= Tiasa Adhya =

Indian conservationist and ecologist

Tiasa Adhya (born c. 1986) is an Indian conservationist and wildlife biologist. She is known for her work on protecting fishing cats and has received the Nari Shakti Puraskar, the highest civilian award for women in India from the Ministry of Women and Child Development, Govt of India. She is also member of IUCN Cat Specialist Group, IUCN Otter Specialist Group and IUCN Freshwater Conservation Committee and has taken part in the Red List Assessment for Fishing Cats for IUCN.

==Early life and education==
Adhya was drawn to animals at a young age. Her interest in wildlife conservation helped her to pass school and get her bachelor's degree. She studied zoology at the University of Calcutta. She was introduced to work with fishing cats by Shomita Mukherjee, who at the time was the only specialist on small cats in India. Other people she worked with in her early career included Jim Sanderson (conservationist) and Ajith Kumar. In 2022, she graduated from The University of Trans-Disciplinary Health Sciences and Technology with a master's degree in ecology and conservation.

==Career and research==
Her research focuses on fishing cat populations, particularly in West Bengal and Odisha. She co-founded the Fishing Cat Project with Partha Dey in 2010. She works to help the public understand the importance of fishing cat conservation, breaking down scientific jargon into other forms including eco-poetry and film. Her work focuses on building a community that prioritizes conservation together. She is also Joint Secretary and Director of its Ecology and Conservation Programs at the Human & Environment Alliance League. She is also Adjunct Faculty at St Xavier's (Autonomous) College, Kolkata and had designed and implemented a semester course on Wetland Ecology and Conservation, the first time that a course on wetlands was integrated at the undergraduate level in Indian academia.

==Selected publications==
Adhya, T., & Banerjee, S. (2022). Impact of wetland development and degradation on the livelihoods of wetland-dependent communities: a case study from the lower gangetic floodplains. Wetlands, 42(7), 65.

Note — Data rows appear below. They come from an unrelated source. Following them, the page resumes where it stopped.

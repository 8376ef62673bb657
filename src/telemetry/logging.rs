//! Logging configuration and initialization for CORE Runtime.
//!
//! Supports JSON and pretty-printed formats with configurable output paths.

use std::path::PathBuf;
use thiserror::Error;
use tracing_subscriber::{fmt, layer::SubscriberExt, util::SubscriberInitExt, EnvFilter};

/// Log output format.
#[derive(Debug, Clone, Copy, Default, PartialEq, Eq)]
pub enum LogFormat {
    /// JSON structured logging (default for production).
    #[default]
    Json,
    /// Human-readable pretty printing (for development).
    Pretty,
}

/// Logging configuration.
#[derive(Debug, Clone)]
pub struct LogConfig {
    /// Output format (JSON or Pretty).
    pub format: LogFormat,
    /// Log level filter (e.g., "info", "debug", "core_runtime=trace").
    pub level: String,
    /// Optional file path for log output. If None, logs to stderr.
    pub output_path: Option<PathBuf>,
}

impl Default for LogConfig {
    fn default() -> Self {
        Self {
            format: LogFormat::Json,
            level: "info".to_string(),
            output_path: None,
        }
    }
}

/// Errors that can occur during logging initialization.
#[derive(Debug, Error)]
pub enum LogError {
    #[error("Invalid log filter: {0}")]
    InvalidFilter(String),
    #[error("Failed to open log file: {0}")]
    FileOpen(String),
    #[error("Subscriber already initialized")]
    AlreadyInitialized,
}

/// Initialize the tracing subscriber with the given configuration.
///
/// This should be called once at application startup.
pub fn init_logging(config: &LogConfig) -> Result<(), LogError> {
    let filter = EnvFilter::try_new(&config.level)
        .map_err(|e| LogError::InvalidFilter(e.to_string()))?;

    match config.format {
        LogFormat::Json => init_json_subscriber(filter, &config.output_path),
        LogFormat::Pretty => init_pretty_subscriber(filter),
    }
}

fn init_json_subscriber(filter: EnvFilter, path: &Option<PathBuf>) -> Result<(), LogError> {
    let registry = tracing_subscriber::registry().with(filter);

    if let Some(path) = path {
        let file = std::fs::File::create(path)
            .map_err(|e| LogError::FileOpen(e.to_string()))?;
        registry
            .with(fmt::layer().json().with_writer(std::sync::Mutex::new(file)))
            .try_init()
            .map_err(|_| LogError::AlreadyInitialized)?;
    } else {
        registry
            .with(fmt::layer().json())
            .try_init()
            .map_err(|_| LogError::AlreadyInitialized)?;
    }

    Ok(())
}

fn init_pretty_subscriber(filter: EnvFilter) -> Result<(), LogError> {
    tracing_subscriber::registry()
        .with(filter)
        .with(fmt::layer().pretty())
        .try_init()
        .map_err(|_| LogError::AlreadyInitialized)?;
    Ok(())
}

Adhya, T., Banerjee, S., Dey, P., Nanda, S., Santra, S., & Nesha, I. (2024). Density estimation of the globally threatened fishing cat Prionailurus viverrinus through a participatory science approach in the Chilika lagoon, eastern India. Endangered Species Research, 54, 1-13.

Adhya, T., & Dey, P. (2020). First record of Eurasian otter (Lutra lutra) from Chilika lagoon: a Ramsar site situated on the East coast of India. OTTER, Journal of the International Otter Survival Fund, 6, 49-55.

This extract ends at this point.